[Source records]
────────────────────────────────────────

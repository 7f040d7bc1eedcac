use lumo_tokens::{auto_static_color, extract_opacity, TokenTable, DEFAULT_CONTAINER_BG};

const FIXTURE: &str = r##"{
    "transparent-white-25": {"value": "rgba(255, 255, 255, 0.02)"},
    "transparent-white-50": {"value": "rgba(255, 255, 255, 0.05)"},
    "transparent-white-75": {"value": "rgba(255, 255, 255, 0.08)"},
    "transparent-white-100": {"value": "rgba(255, 255, 255, 0.1)"},
    "transparent-white-200": {"value": "rgba(255, 255, 255, 0.2)"},
    "transparent-white-300": {"value": "rgba(255, 255, 255, 0.3)"},
    "transparent-white-400": {"value": "rgba(255, 255, 255, 0.4)"},
    "transparent-white-500": {"value": "rgba(255, 255, 255, 0.5)"},
    "transparent-white-600": {"value": "rgba(255, 255, 255, 0.6)"},
    "transparent-white-700": {"value": "rgba(255, 255, 255, 0.7)"},
    "transparent-white-800": {"value": "rgba(255, 255, 255, 0.8)"},
    "transparent-white-900": {"value": "rgba(255, 255, 255, 0.9)"},
    "transparent-white-1000": {"value": "rgb(255, 255, 255)"}
}"##;

#[test]
fn extract_opacity_parses_the_alpha_channel() {
    assert_eq!(extract_opacity("rgba(10, 20, 30, 0.5)"), 0.5);
    assert_eq!(extract_opacity("rgba(0, 0, 0, .04)"), 0.04);
    assert_eq!(extract_opacity("rgba(255, 255, 255, 1)"), 1.0);
}

#[test]
fn extract_opacity_defaults_to_opaque() {
    assert_eq!(extract_opacity("not-a-color"), 1.0);
    assert_eq!(extract_opacity("rgb(255, 255, 255)"), 1.0);
    // the pattern is fixed-shape: spaces after commas are required
    assert_eq!(extract_opacity("rgba(10,20,30,0.5)"), 1.0);
}

#[test]
fn auto_static_color_embeds_bg_and_alpha() {
    assert_eq!(
        auto_static_color(DEFAULT_CONTAINER_BG, 0.5),
        "lch(from var(--lumo-container-bg) calc((49.44 - l) * infinity) 0 0 / 0.5)"
    );
    assert_eq!(
        auto_static_color("canvas", 1.0),
        "lch(from canvas calc((49.44 - l) * infinity) 0 0 / 1)"
    );
}

#[test]
fn overlay_scale_is_fixed_and_exhaustive() {
    let table = TokenTable::from_json_str(FIXTURE).unwrap();
    let scale = table.overlay_color_scale("var(--panel-bg)").unwrap();

    let keys: Vec<&str> = scale.keys().copied().collect();
    assert_eq!(
        keys,
        vec![
            "transparent-overlay-25",
            "transparent-overlay-50",
            "transparent-overlay-75",
            "transparent-overlay-100",
            "transparent-overlay-200",
            "transparent-overlay-300",
            "transparent-overlay-400",
            "transparent-overlay-500",
            "transparent-overlay-600",
            "transparent-overlay-700",
            "transparent-overlay-800",
            "transparent-overlay-900",
            "transparent-overlay-1000"
        ]
    );

    for (level, expr) in &scale {
        assert!(
            expr.starts_with("lch(from var(--panel-bg) "),
            "level {level} should embed the background: {expr}"
        );
    }

    assert_eq!(
        scale["transparent-overlay-400"],
        auto_static_color("var(--panel-bg)", 0.4)
    );
    // transparent-white-1000 is plain rgb(), so its opacity falls back to 1
    assert_eq!(
        scale["transparent-overlay-1000"],
        auto_static_color("var(--panel-bg)", 1.0)
    );
}

#[test]
fn overlay_scale_requires_every_source_token() {
    let table = TokenTable::from_json_str(
        r#"{"transparent-white-25": {"value": "rgba(255, 255, 255, 0.02)"}}"#,
    )
    .unwrap();
    assert!(table.overlay_color_scale(DEFAULT_CONTAINER_BG).is_err());
}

────────────────────────────────────────

▸ **WHAT IS REQUIRED**:
Find the word "expr" in the entries, and copy every line it shows up in.

▸ **RESULT OF THIS TASK**:
    for (level, expr) in &scale {
            expr.starts_with("lch(from var(--panel-bg) "),
            "level {level} should embed the background: {expr}"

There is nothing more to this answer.